Ground Deformation and Gas

When magma accumulates beneath a volcano, the surface swells—sometimes by centimeters, sometimes by meters. Scientists track this ground deformation using GPS stations, borehole tiltmeters, and interferometric synthetic aperture radar (InSAR) from satellites, which can detect millimeter-scale changes across vast areas.

Volcanic gases offer another window into the underground. Water vapor dominates, but shifts in sulfur dioxide (SO₂) and carbon dioxide (CO₂) ratios often signal fresh magma rising toward the surface. The USGS measures these gases using UV spectrometers at fumaroles and airborne sensors aboard research aircraft.

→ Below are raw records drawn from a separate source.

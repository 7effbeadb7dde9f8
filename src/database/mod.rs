pub mod manager;
pub mod memory;
pub mod models;
pub mod postgres;
pub mod query_builder;
pub mod record;
pub mod repositories;
pub mod repository;
pub mod search;
pub mod store;

pub use manager::{StoreHandle, StoreHealth};
pub use record::{Record, RecordError, Stored};
pub use repository::{RepositoryError, TenantRepository};
pub use store::{CollectionPath, Document, DocumentQuery, DocumentStore, StoreError};
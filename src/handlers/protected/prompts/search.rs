// handlers/protected/prompts/search.rs - GET /prompts/search/:query handler
use axum::{
    extract::{rejection::QueryRejection, Path, Query, State},
    Extension,
};

use crate::database::models::Prompt;
use crate::database::Stored;
use crate::handlers::protected::utils::{PageQuery, SEARCH_PAGE};
use crate::middleware::{ApiResponse, ApiResult, AuthUser};
use crate::state::AppState;

/// GET /prompts/search/:query - Case-insensitive match on name and description
pub async fn get(
    State(state): State<AppState>,
    Extension(auth_user): Extension<AuthUser>,
    Path(term): Path<String>,
    query: Result<Query<PageQuery>, QueryRejection>,
) -> ApiResult<Vec<Stored<Prompt>>> {
    let Query(page) = query?;
    let found = state
        .prompts
        .search(&auth_user.user_id, &term, page.limit(SEARCH_PAGE))
        .await?;
    Ok(ApiResponse::success(found))
}
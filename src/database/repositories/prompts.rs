use std::sync::Arc;

use tracing::debug;

use crate::database::manager::StoreHandle;
use crate::database::models::Prompt;
use crate::database::record::Stored;
use crate::database::repository::{RepositoryError, TenantRepository};
use crate::database::search::{RecordSearch, ScanSearch};
use crate::database::store::DocumentQuery;

/// `users/{uid}/prompts`
#[derive(Clone)]
pub struct PromptRepository {
    base: TenantRepository<Prompt>,
    search: Arc<dyn RecordSearch<Prompt>>,
}

impl PromptRepository {
    pub fn new(handle: StoreHandle) -> Self {
        let base = TenantRepository::new(handle);
        let search = Arc::new(ScanSearch::new(base.clone()));
        Self { base, search }
    }

    pub async fn list(&self, user_id: &str, limit: usize, offset: usize) -> Result<Vec<Stored<Prompt>>, RepositoryError> {
        self.base.list(user_id, limit, offset).await
    }

    pub async fn get(&self, user_id: &str, id: &str) -> Result<Option<Stored<Prompt>>, RepositoryError> {
        self.base.get(user_id, id).await
    }

    pub async fn get_existing(&self, user_id: &str, id: &str) -> Result<Stored<Prompt>, RepositoryError> {
        self.base.get_existing(user_id, id).await
    }

    pub async fn create(&self, user_id: &str, prompt: &Prompt) -> Result<Stored<Prompt>, RepositoryError> {
        self.base.create(user_id, prompt).await
    }

    pub async fn update(&self, user_id: &str, id: &str, prompt: &Prompt) -> Result<Stored<Prompt>, RepositoryError> {
        self.base.update(user_id, id, prompt).await
    }

    pub async fn delete(&self, user_id: &str, id: &str) -> Result<bool, RepositoryError> {
        self.base.delete(user_id, id).await
    }

    pub async fn find_by_name(&self, user_id: &str, name: &str) -> Result<Option<Stored<Prompt>>, RepositoryError> {
        let query = DocumentQuery::new().where_eq("prompt_name", name).limit(1);
        let found = self.base.find(user_id, &query).await?.into_iter().next();
        if found.is_none() {
            debug!("Prompt with name '{}' not found for user {}", name, user_id);
        }
        Ok(found)
    }

    /// Case-insensitive match on name or description.
    pub async fn search(&self, user_id: &str, query: &str, limit: usize) -> Result<Vec<Stored<Prompt>>, RepositoryError> {
        self.search.search(user_id, query, limit).await
    }
}
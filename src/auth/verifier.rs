use std::sync::Arc;
use std::time::Duration;

use sha2::{Digest, Sha256};
use tokio::task::JoinHandle;
use tracing::{debug, info, warn};

use super::provider::{IdentityProvider, JwksIdentityProvider, ProviderError, SecretIdentityProvider};
use super::{decode_unverified, token_prefix, AuthError, ClaimSource, IdentityClaim, PLACEHOLDER_EMAIL};
use crate::cache::TtlCache;
use crate::config::AppConfig;

/// Which non-verified identities [`TokenVerifier::authenticate`] lets through.
#[derive(Debug, Clone, Copy, PartialEq, Eq)]
pub struct AuthPolicy {
    pub allow_anonymous: bool,
    pub accept_unverified: bool,
}

impl AuthPolicy {
    pub fn strict() -> Self {
        Self {
            allow_anonymous: false,
            accept_unverified: false,
        }
    }

    pub fn from_config(config: &AppConfig) -> Self {
        Self {
            allow_anonymous: config.anonymous_fallback_enabled(),
            accept_unverified: config.auth.accept_unverified_claims,
        }
    }
}

/// Resolves bearer tokens to identities and caches the result.
///
/// The cache is keyed by a SHA-256 digest of the token, bounded in size and
/// swept periodically. Verified entries never outlive the token's `exp`.
/// Unverified payloads are cached only when the policy accepts them, and the
/// anonymous fallback identity is never cached.
pub struct TokenVerifier {
    providers: Vec<Arc<dyn IdentityProvider>>,
    cache: Arc<TtlCache<IdentityClaim>>,
    policy: AuthPolicy,
}

impl TokenVerifier {
    pub fn new(
        providers: Vec<Arc<dyn IdentityProvider>>,
        cache_ttl: Duration,
        cache_max_entries: usize,
        policy: AuthPolicy,
    ) -> Self {
        Self {
            providers,
            cache: Arc::new(TtlCache::new("token", cache_ttl, cache_max_entries)),
            policy,
        }
    }

    /// HS256 provider when a secret is configured, JWKS provider when a
    /// project id is configured; both may be present.
    pub fn from_config(config: &AppConfig) -> Result<Self, ProviderError> {
        let mut providers: Vec<Arc<dyn IdentityProvider>> = Vec::new();
        if let Some(secret) = &config.auth.jwt_secret {
            providers.push(Arc::new(SecretIdentityProvider::new(secret)));
        }
        if let Some(project_id) = &config.auth.project_id {
            providers.push(Arc::new(JwksIdentityProvider::new(project_id, config.auth.jwks_url.clone())?));
        }

        if providers.is_empty() {
            warn!("No identity provider configured; tokens can only be decoded without verification");
        } else {
            let names: Vec<_> = providers.iter().map(|p| p.name()).collect();
            info!("Identity providers: {}", names.join(", "));
        }

        Ok(Self::new(
            providers,
            Duration::from_secs(config.auth.token_cache_ttl_secs),
            config.auth.token_cache_max_entries,
            AuthPolicy::from_config(config),
        ))
    }

    /// Resolves `token` to an identity. Never fails: when nothing else works
    /// the anonymous identity is returned, flagged as such.
    pub async fn verify(&self, token: &str) -> IdentityClaim {
        let key = cache_key(token);
        if let Some(claim) = self.cache.get(&key) {
            return claim;
        }

        for provider in &self.providers {
            match provider.verify(token).await {
                Ok(claims) => match claims.subject() {
                    Some(subject) => {
                        let email = claims.email.clone().unwrap_or_else(|| PLACEHOLDER_EMAIL.to_string());
                        let claim = IdentityClaim::verified(subject, email);
                        debug!("Token verified by {} for user {}", provider.name(), claim.subject_id);
                        match claims.remaining_lifetime(chrono::Utc::now().timestamp()) {
                            Some(left) if left.is_zero() => {}
                            Some(left) => self.cache.insert_with_ttl(key, claim.clone(), left),
                            None => self.cache.insert(key, claim.clone()),
                        }
                        return claim;
                    }
                    None => {
                        warn!("Token verified by {} but carries no subject", provider.name());
                        break;
                    }
                },
                Err(e) => {
                    debug!("Provider {} rejected token {}...: {}", provider.name(), token_prefix(token), e);
                }
            }
        }

        if let Some(claim) = decode_unverified(token) {
            warn!("Using unverified token payload for user {}", claim.subject_id);
            // a rejected fallback must not mask a later successful verification
            if self.policy.accept_unverified {
                self.cache.insert(key, claim.clone());
            }
            return claim;
        }

        warn!("All token verification methods failed for {}...; using anonymous identity", token_prefix(token));
        IdentityClaim::anonymous()
    }

    /// Verifies an optional bearer token and applies the policy: the
    /// anonymous identity and unverified payloads are rejected unless the
    /// policy allows them.
    pub async fn authenticate(&self, token: Option<&str>) -> Result<IdentityClaim, AuthError> {
        let token = token.ok_or(AuthError::MissingCredentials)?;
        let claim = self.verify(token).await;
        match claim.source {
            ClaimSource::Verified => Ok(claim),
            ClaimSource::Unverified if self.policy.accept_unverified => Ok(claim),
            ClaimSource::Unverified => Err(AuthError::InvalidCredentials(
                "token signature could not be verified".to_string(),
            )),
            ClaimSource::Anonymous if self.policy.allow_anonymous => Ok(claim),
            ClaimSource::Anonymous => Err(AuthError::AnonymousRejected),
        }
    }

    pub fn cached_entries(&self) -> usize {
        self.cache.len()
    }

    pub fn spawn_sweeper(&self, interval: Duration) -> JoinHandle<()> {
        self.cache.spawn_sweeper(interval)
    }
}

fn cache_key(token: &str) -> String {
    let digest = Sha256::digest(token.as_bytes());
    digest.iter().map(|b| format!("{:02x}", b)).collect()
}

A New Signal: The "Jerk" Method

A breakthrough technique developed by researchers at the GFZ Helmholtz Centre and the Institut de Physique du Globe de Paris detects extremely subtle ground movements measured in nanometers per second cubed. Called the "Jerk" method, it picks up very-low-frequency signals produced when magma intrusions push through rock deep below.

Tested over a decade at Piton de la Fournaise on La Réunion island, the system successfully forecast 92 percent of 24 eruptions between 2014 and 2023, providing warnings ranging from minutes to 8.5 hours. Only 14 percent of alerts were "false"—and even those detected genuine magma intrusions that simply stalled before reaching the surface. Researchers plan to deploy the system at Mount Etna in Italy.

Why Prediction Remains Imperfect

Despite these advances, reliable forecasts rarely extend more than a few days before an eruption. Each volcano behaves differently, and wholly new precursor patterns can appear without warning. According to the Smithsonian's Global Volcanism Program, recurrence-interval forecasts—predicting eruptions based on past timing—are "notoriously unreliable" because most volcanoes lack detailed eruptive histories.

Observatory officials also face a difficult balancing act: issue warnings too early and risk public skepticism; wait too long and risk lives. Of the 169 geologically active volcanoes in the United States alone, 55 rank as "very high" or "high" threat, yet many still lack adequate monitoring equipment.

The best forecasts combine multiple data streams—seismic, deformation, gas, hydrology, and satellite imagery—into an integrated picture. No single sensor can predict an eruption on its own, but together they give communities precious hours or days to evacuate. As new tools like the Jerk method expand to more volcanoes worldwide, the science of eruption forecasting continues to close the gap between warning and catastrophe.